This week's PGA Championship is the last chance for Americans to pick up Ryder Cup points. And majors count double. With 51 days until the first ball is struck at Medinah, team captains Davis Love III and Jose Maria Olazabal fielded questions at Kiawah Island. But they weren't asked about their chances this week on the Ocean Course. The two men talked captain's picks and course setups and shared a few memories on Wednesday afternoon:

MODERATOR: José Maria, start with you, please. Some thoughts about how your team at this point is shaping up.
Olazabal:
Well, at the moment, I'm really happy. Every one of those ten players that are in today have Ryder Cup experience, all of them; in that regard, I'm really pleased. Obviously there are certain players that might not be at their best at the moment, but as you said, there is 51 days to go, and I'm pretty sure that they will be okay by then.

MODERATOR: Thank you. Davis, comments on your team. The top eight, again, will be in by the end of this Sunday.
Love III:
Right. Obviously a big week for us, the PGA Championship and the end of the points on Sunday. I know there's several guys that are working really hard to try to make the team. So hopefully they will relax and just play the PGA this week and work their way in. But our team is shaping up very well. A lot of guys are playing well, as José Maria said, all our top really 12 to 15 guys seem to be playing very, very well.

We are very excited about it. It was a great win for Keegan [Bradley] last week and a great putt on the last hole, and obviously Jim [Furyk] is playing very well week-in and week-out now. A lot of guys-- there's not a whole lot of movement, but we have a whole lot of guys playing very, very well top to bottom.

MODERATOR: Thank you, both. And again, officially Tiger Woods is the only player on the United States Team who has officially clinched a spot for the U.S.

What about Mr. Woods?
Q. Haven't asked much about Tiger, and obviously he is your one guy right now that's in. Wondering, first of all, if you've talked to him about maybe any pressure he's feeling, not been part of a winning team since 1999, and have you picked his brain a little bit about the secret to Medinah, because he seems to have figured it out from an individual standpoint?
Love III:
I've talked to him about several things but not about specifically how to play Medinah. I played with him at least two rounds one year when he won there, and I saw how he did it. He hit it really long and straight and made a lot of putts, and that seemed to work real well for him.

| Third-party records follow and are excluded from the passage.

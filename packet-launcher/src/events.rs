//! Diagnostic events recorded against devices.

use std::fmt;
use std::sync::{Arc, Mutex};

use tracing::{info, warn};

use crate::api::ObjectKey;

/// Event severity.
#[derive(Debug, Clone, Copy, PartialEq, Eq)]
pub enum EventType {
    Normal,
    Warning,
}

impl fmt::Display for EventType {
    fn fmt(&self, f: &mut fmt::Formatter<'_>) -> fmt::Result {
        match self {
            Self::Normal => f.write_str("Normal"),
            Self::Warning => f.write_str("Warning"),
        }
    }
}

/// Event reasons emitted by the device controller.
pub mod reasons {
    pub const CREATED: &str = "Created";
    pub const UPDATED: &str = "Updated";
    pub const DELETED: &str = "Deleted";
    pub const FINALIZED: &str = "Finalized";
    pub const CONFIGURATION_ERROR: &str = "ConfigurationError";
    pub const PROVISIONING_FAILED: &str = "ProvisioningFailed";
}

/// A recorded event.
#[derive(Debug, Clone, PartialEq, Eq)]
pub struct Event {
    pub key: ObjectKey,
    pub event_type: EventType,
    pub reason: String,
    pub message: String,
}

/// Sink for user-visible diagnostics.
pub trait EventRecorder: Send + Sync {
    fn record(&self, event: Event);

    fn normal(&self, key: &ObjectKey, reason: &str, message: String) {
        self.record(Event {
            key: key.clone(),
            event_type: EventType::Normal,
            reason: reason.to_string(),
            message,
        });
    }

    fn warning(&self, key: &ObjectKey, reason: &str, message: String) {
        self.record(Event {
            key: key.clone(),
            event_type: EventType::Warning,
            reason: reason.to_string(),
            message,
        });
    }
}

/// Writes events to the tracing subscriber.
#[derive(Debug, Default, Clone, Copy)]
pub struct TracingRecorder;

impl EventRecorder for TracingRecorder {
    fn record(&self, event: Event) {
        match event.event_type {
            EventType::Normal => info!(
                device = %event.key,
                reason = %event.reason,
                "{}",
                event.message
            ),
            EventType::Warning => warn!(
                device = %event.key,
                reason = %event.reason,
                "{}",
                event.message
            ),
        }
    }
}

/// Keeps events in memory.
#[derive(Debug, Default, Clone)]
pub struct MemoryRecorder {
    events: Arc<Mutex<Vec<Event>>>,
}

impl MemoryRecorder {
    pub fn new() -> Self {
        Self::default()
    }

    pub fn events(&self) -> Vec<Event> {
        self.events
            .lock()
            .map(|events| events.clone())
            .unwrap_or_default()
    }

    pub fn reasons(&self) -> Vec<String> {
        self.events().into_iter().map(|e| e.reason).collect()
    }
}

impl EventRecorder for MemoryRecorder {
    fn record(&self, event: Event) {
        if let Ok(mut events) = self.events.lock() {
            events.push(event);
        }
    }
}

But like José Maria said, this is a big week and a lot of those things are starting to come together. Obviously when the team is set, then I can say, who wants to go play, and who doesn't know the course. Tiger doesn't need to go, but maybe he can tell us something to do when we do go.

I think these guys in this day and age, you see-- I heard maybe Geoff Ogilvy came here or somebody came, Adam Scott came and played early or Tiger came and played early. Guys know how to prepare now and I think don't have to tell them a whole lot about how to get ready for a golf course. I'm relying on Tiger and Stricker and Furyk, like I said earlier, to help me make those decisions and help me make assistant captain's decisions and things like that, and the golf course is going to be a big one. Luckily we know Medinah pretty well. Guys on both sides, they know the golf course pretty well. We are pretty used to it. Maybe there's some Keegan Bradleys and Rory McIlroys that are younger that don't know it. But a lot of our guys have seen it or seen something very similar to it.

Good omen for Jim Furyk?
In addition to mentioning him above, Love refered postively to Furyk and other Ryder Cup veterans -- notably Steve Stricker and Phil Mickelson -- multiple times in the press conference. Both Furyk (11th in points) and Stricker (10th) will need a Captain's selection if they don't make up ground this week.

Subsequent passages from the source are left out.